### Task requirements
Once you have read the data below, write it all out exactly.

Start of Records provided

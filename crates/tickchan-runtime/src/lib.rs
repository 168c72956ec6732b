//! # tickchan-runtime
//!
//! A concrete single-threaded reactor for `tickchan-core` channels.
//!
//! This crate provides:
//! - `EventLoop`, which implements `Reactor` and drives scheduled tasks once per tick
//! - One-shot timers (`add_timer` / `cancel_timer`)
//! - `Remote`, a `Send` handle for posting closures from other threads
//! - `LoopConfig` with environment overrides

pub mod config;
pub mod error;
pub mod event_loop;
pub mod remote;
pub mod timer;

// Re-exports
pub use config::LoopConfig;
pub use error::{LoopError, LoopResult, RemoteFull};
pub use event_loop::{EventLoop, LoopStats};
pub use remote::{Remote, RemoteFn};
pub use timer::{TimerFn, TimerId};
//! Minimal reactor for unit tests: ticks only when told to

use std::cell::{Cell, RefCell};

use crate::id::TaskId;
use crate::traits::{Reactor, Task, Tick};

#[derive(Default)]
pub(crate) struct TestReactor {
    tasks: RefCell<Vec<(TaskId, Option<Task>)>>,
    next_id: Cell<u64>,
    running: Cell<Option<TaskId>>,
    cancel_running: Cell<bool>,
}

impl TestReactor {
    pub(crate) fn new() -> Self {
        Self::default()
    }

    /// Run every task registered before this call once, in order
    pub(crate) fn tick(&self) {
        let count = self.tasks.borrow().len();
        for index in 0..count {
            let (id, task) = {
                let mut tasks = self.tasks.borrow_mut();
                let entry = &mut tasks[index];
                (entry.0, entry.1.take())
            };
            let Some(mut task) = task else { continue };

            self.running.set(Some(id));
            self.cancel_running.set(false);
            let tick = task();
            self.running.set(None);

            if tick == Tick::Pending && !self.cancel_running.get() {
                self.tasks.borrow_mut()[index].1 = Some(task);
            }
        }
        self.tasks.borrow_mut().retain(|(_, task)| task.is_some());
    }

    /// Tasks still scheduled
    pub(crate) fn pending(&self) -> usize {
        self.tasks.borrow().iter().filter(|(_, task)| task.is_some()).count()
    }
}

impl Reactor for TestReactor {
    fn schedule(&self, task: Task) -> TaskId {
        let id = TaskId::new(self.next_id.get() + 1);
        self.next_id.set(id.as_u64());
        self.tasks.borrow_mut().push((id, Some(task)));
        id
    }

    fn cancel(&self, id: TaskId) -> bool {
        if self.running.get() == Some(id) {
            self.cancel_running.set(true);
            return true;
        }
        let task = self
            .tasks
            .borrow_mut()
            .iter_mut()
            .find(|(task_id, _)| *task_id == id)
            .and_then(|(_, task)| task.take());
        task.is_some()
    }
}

End of Records provided

### Response area
filename crates/tickchan-runtime/src/lib.rs
repository 168c72956ec6732b
//! # tickchan-runtime
//!
//! A concrete single-threaded reactor for `tickchan-core` channels.
//!
//! This crate provides:
//! - `EventLoop`, which implements `Reactor` and drives scheduled tasks once per tick
//! - One-shot timers (`add_timer` / `cancel_timer`)
//! - `Remote`, a `Send` handle for posting closures from other threads
//! - `LoopConfig` with environment overrides

pub mod config;
pub mod error;
pub mod event_loop;
pub mod remote;
pub mod timer;

// Re-exports
pub use config::LoopConfig;
pub use error::{LoopError, LoopResult, RemoteFull};
pub use event_loop::{EventLoop, LoopStats};
pub use remote::{Remote, RemoteFn};
pub use timer::{TimerFn, TimerId};
//! Minimal reactor for unit tests: ticks only when told to

use std::cell::{Cell, RefCell};

use crate::id::TaskId;
use crate::traits::{Reactor, Task, Tick};

#[derive(Default)]
pub(crate) struct TestReactor {
    tasks: RefCell<Vec<(TaskId, Option<Task>)>>,
    next_id: Cell<u64>,
    running: Cell<Option<TaskId>>,
    cancel_running: Cell<bool>,
}

impl TestReactor {
    pub(crate) fn new() -> Self {
        Self::default()
    }

    /// Run every task registered before this call once, in order
    pub(crate) fn tick(&self) {
        let count = self.tasks.borrow().len();
        for index in 0..count {
            let (id, task) = {
                let mut tasks = self.tasks.borrow_mut();
                let entry = &mut tasks[index];
                (entry.0, entry.1.take())
            };
            let Some(mut task) = task else { continue };

            self.running.set(Some(id));
            self.cancel_running.set(false);
            let tick = task();
            self.running.set(None);

            if tick == Tick::Pending && !self.cancel_running.get() {
                self.tasks.borrow_mut()[index].1 = Some(task);
            }
        }
        self.tasks.borrow_mut().retain(|(_, task)| task.is_some());
    }

    /// Tasks still scheduled
    pub(crate) fn pending(&self) -> usize {
        self.tasks.borrow().iter().filter(|(_, task)| task.is_some()).count()
    }
}

impl Reactor for TestReactor {
    fn schedule(&self, task: Task) -> TaskId {
        let id = TaskId::new(self.next_id.get() + 1);
        self.next_id.set(id.as_u64());
        self.tasks.borrow_mut().push((id, Some(task)));
        id
    }

    fn cancel(&self, id: TaskId) -> bool {
        if self.running.get() == Some(id) {
            self.cancel_running.set(true);
            return true;
        }
        let task = self
            .tasks
            .borrow_mut()
            .iter_mut()
            .find(|(task_id, _)| *task_id == id)
            .and_then(|(_, task)| task.take());
        task.is_some()
    }
}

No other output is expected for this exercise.